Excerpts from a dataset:
- Opening Delimiter -

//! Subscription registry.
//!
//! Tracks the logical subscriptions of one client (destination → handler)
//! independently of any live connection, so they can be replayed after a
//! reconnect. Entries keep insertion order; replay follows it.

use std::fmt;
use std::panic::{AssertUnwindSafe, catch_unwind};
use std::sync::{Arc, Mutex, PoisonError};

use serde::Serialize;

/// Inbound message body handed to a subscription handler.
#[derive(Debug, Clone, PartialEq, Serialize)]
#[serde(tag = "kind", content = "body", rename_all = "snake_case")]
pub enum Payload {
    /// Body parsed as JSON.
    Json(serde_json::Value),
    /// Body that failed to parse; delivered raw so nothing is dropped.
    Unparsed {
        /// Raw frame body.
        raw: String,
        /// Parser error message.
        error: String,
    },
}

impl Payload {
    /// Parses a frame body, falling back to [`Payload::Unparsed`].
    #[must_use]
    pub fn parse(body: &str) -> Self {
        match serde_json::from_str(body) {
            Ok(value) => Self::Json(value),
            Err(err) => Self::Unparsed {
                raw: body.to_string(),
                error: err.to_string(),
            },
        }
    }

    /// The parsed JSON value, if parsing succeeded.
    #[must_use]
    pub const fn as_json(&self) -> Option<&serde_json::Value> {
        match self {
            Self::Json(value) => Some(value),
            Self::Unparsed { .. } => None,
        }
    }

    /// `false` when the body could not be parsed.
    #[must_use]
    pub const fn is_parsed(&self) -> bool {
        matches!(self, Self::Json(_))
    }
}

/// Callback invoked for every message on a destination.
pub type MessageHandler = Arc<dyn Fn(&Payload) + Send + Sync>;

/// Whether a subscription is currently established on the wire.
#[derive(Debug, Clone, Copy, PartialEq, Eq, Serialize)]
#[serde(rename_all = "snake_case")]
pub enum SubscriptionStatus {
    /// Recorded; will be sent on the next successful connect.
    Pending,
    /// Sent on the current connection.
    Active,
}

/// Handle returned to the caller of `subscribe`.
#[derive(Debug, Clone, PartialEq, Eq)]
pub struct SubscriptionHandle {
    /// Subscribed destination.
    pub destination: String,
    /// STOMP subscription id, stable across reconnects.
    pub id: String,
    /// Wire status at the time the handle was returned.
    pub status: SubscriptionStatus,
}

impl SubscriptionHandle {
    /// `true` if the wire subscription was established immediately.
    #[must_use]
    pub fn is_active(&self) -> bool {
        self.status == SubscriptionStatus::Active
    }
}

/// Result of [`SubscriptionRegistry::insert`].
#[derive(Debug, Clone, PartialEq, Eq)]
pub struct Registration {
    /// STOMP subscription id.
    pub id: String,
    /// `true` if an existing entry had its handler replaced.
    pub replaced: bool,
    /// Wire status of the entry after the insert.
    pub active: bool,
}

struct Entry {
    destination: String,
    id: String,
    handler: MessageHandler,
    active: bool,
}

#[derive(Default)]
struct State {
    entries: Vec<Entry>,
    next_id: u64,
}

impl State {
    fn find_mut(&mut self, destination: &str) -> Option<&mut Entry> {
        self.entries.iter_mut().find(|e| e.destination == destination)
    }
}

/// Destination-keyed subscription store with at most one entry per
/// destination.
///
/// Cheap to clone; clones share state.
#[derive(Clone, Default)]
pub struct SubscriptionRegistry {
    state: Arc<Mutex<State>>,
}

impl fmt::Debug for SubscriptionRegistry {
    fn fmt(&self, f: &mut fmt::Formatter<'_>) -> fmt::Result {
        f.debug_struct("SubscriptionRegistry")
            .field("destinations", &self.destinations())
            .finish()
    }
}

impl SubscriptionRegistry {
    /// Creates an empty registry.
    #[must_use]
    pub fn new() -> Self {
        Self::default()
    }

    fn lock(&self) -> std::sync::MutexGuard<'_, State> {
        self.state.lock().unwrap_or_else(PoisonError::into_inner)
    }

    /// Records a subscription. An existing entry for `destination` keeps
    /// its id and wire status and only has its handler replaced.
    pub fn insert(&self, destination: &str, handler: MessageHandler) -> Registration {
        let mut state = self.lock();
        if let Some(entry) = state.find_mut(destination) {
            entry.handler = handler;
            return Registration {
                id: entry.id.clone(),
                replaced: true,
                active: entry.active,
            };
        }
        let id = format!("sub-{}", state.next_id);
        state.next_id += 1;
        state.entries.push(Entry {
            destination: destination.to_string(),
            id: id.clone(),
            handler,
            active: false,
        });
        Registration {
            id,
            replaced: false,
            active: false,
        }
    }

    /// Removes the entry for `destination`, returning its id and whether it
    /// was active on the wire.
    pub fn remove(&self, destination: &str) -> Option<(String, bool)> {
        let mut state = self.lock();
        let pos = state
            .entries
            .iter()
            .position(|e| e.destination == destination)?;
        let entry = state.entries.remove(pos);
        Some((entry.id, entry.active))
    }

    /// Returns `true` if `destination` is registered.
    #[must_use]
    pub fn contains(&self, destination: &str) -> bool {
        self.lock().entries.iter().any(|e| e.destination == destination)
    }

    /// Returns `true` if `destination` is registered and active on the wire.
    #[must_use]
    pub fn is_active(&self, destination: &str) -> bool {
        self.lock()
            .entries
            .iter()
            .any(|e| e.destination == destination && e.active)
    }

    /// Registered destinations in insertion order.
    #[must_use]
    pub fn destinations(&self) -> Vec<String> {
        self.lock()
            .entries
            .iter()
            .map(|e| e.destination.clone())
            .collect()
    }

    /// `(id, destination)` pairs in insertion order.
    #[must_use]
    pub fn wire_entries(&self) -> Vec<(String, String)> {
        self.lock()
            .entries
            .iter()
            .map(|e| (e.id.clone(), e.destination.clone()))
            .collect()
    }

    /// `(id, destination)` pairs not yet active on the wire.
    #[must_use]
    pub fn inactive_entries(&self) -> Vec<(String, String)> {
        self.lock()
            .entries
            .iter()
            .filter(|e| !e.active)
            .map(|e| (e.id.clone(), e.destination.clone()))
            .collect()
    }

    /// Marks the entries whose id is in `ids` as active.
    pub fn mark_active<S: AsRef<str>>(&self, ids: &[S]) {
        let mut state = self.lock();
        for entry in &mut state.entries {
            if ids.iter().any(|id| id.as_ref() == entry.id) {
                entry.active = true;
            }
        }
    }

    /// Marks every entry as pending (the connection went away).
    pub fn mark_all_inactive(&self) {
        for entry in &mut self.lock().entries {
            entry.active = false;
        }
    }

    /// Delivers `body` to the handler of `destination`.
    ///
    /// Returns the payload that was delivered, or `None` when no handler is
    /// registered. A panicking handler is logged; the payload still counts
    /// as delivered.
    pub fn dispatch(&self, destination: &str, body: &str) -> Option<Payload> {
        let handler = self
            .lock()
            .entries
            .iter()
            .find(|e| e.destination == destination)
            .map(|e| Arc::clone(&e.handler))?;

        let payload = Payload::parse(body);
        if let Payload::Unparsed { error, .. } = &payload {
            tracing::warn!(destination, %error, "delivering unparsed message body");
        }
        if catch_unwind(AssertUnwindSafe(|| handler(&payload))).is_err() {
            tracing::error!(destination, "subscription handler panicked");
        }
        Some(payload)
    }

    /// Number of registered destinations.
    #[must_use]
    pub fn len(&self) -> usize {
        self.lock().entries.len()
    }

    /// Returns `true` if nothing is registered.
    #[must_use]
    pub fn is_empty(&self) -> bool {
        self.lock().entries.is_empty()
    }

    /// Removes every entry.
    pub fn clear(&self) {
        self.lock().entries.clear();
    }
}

- Closing Delimiter -
- Opening Delimiter -

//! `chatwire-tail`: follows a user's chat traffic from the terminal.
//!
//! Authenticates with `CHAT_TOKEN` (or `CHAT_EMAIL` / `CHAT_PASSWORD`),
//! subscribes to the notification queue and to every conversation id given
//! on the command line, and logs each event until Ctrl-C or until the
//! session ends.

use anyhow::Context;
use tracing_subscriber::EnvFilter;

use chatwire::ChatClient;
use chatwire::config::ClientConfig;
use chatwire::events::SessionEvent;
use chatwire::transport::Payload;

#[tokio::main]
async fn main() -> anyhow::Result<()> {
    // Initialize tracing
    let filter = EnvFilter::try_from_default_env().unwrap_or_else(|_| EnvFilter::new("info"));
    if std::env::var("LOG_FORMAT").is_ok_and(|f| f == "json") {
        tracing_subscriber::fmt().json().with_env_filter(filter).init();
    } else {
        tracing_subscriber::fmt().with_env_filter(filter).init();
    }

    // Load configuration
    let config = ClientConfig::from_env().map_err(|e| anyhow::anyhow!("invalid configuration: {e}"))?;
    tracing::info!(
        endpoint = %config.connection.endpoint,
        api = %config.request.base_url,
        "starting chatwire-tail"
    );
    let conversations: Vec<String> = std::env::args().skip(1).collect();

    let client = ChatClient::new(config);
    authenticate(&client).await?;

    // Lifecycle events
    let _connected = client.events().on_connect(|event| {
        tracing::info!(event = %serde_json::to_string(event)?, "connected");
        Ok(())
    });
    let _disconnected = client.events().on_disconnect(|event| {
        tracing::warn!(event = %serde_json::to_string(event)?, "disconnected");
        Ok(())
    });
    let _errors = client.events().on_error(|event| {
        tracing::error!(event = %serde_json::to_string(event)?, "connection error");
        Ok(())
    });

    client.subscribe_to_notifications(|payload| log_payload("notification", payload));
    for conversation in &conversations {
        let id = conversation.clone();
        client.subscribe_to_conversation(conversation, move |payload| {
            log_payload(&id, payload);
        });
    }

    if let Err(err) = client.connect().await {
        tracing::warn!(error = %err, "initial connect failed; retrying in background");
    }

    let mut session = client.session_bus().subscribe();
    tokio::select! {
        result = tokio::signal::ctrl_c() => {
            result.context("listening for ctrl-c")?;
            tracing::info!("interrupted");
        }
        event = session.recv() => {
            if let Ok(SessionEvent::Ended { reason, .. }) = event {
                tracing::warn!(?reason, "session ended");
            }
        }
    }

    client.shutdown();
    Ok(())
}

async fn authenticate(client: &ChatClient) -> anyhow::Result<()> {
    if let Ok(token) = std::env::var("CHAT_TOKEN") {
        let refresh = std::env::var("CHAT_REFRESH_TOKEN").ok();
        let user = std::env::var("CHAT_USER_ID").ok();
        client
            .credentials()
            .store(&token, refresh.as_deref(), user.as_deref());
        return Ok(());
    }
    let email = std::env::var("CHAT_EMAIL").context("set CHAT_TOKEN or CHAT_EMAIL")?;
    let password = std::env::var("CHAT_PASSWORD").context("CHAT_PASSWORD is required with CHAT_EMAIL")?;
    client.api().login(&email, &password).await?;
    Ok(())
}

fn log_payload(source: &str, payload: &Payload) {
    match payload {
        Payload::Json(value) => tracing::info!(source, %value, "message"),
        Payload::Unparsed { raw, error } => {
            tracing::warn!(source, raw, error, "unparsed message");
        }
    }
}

- Closing Delimiter -

Exercise brief:
Collect every line above that contains the word "nothing".

Answer to this exercise:
    /// Body that failed to parse; delivered raw so nothing is dropped.
    /// Returns `true` if nothing is registered.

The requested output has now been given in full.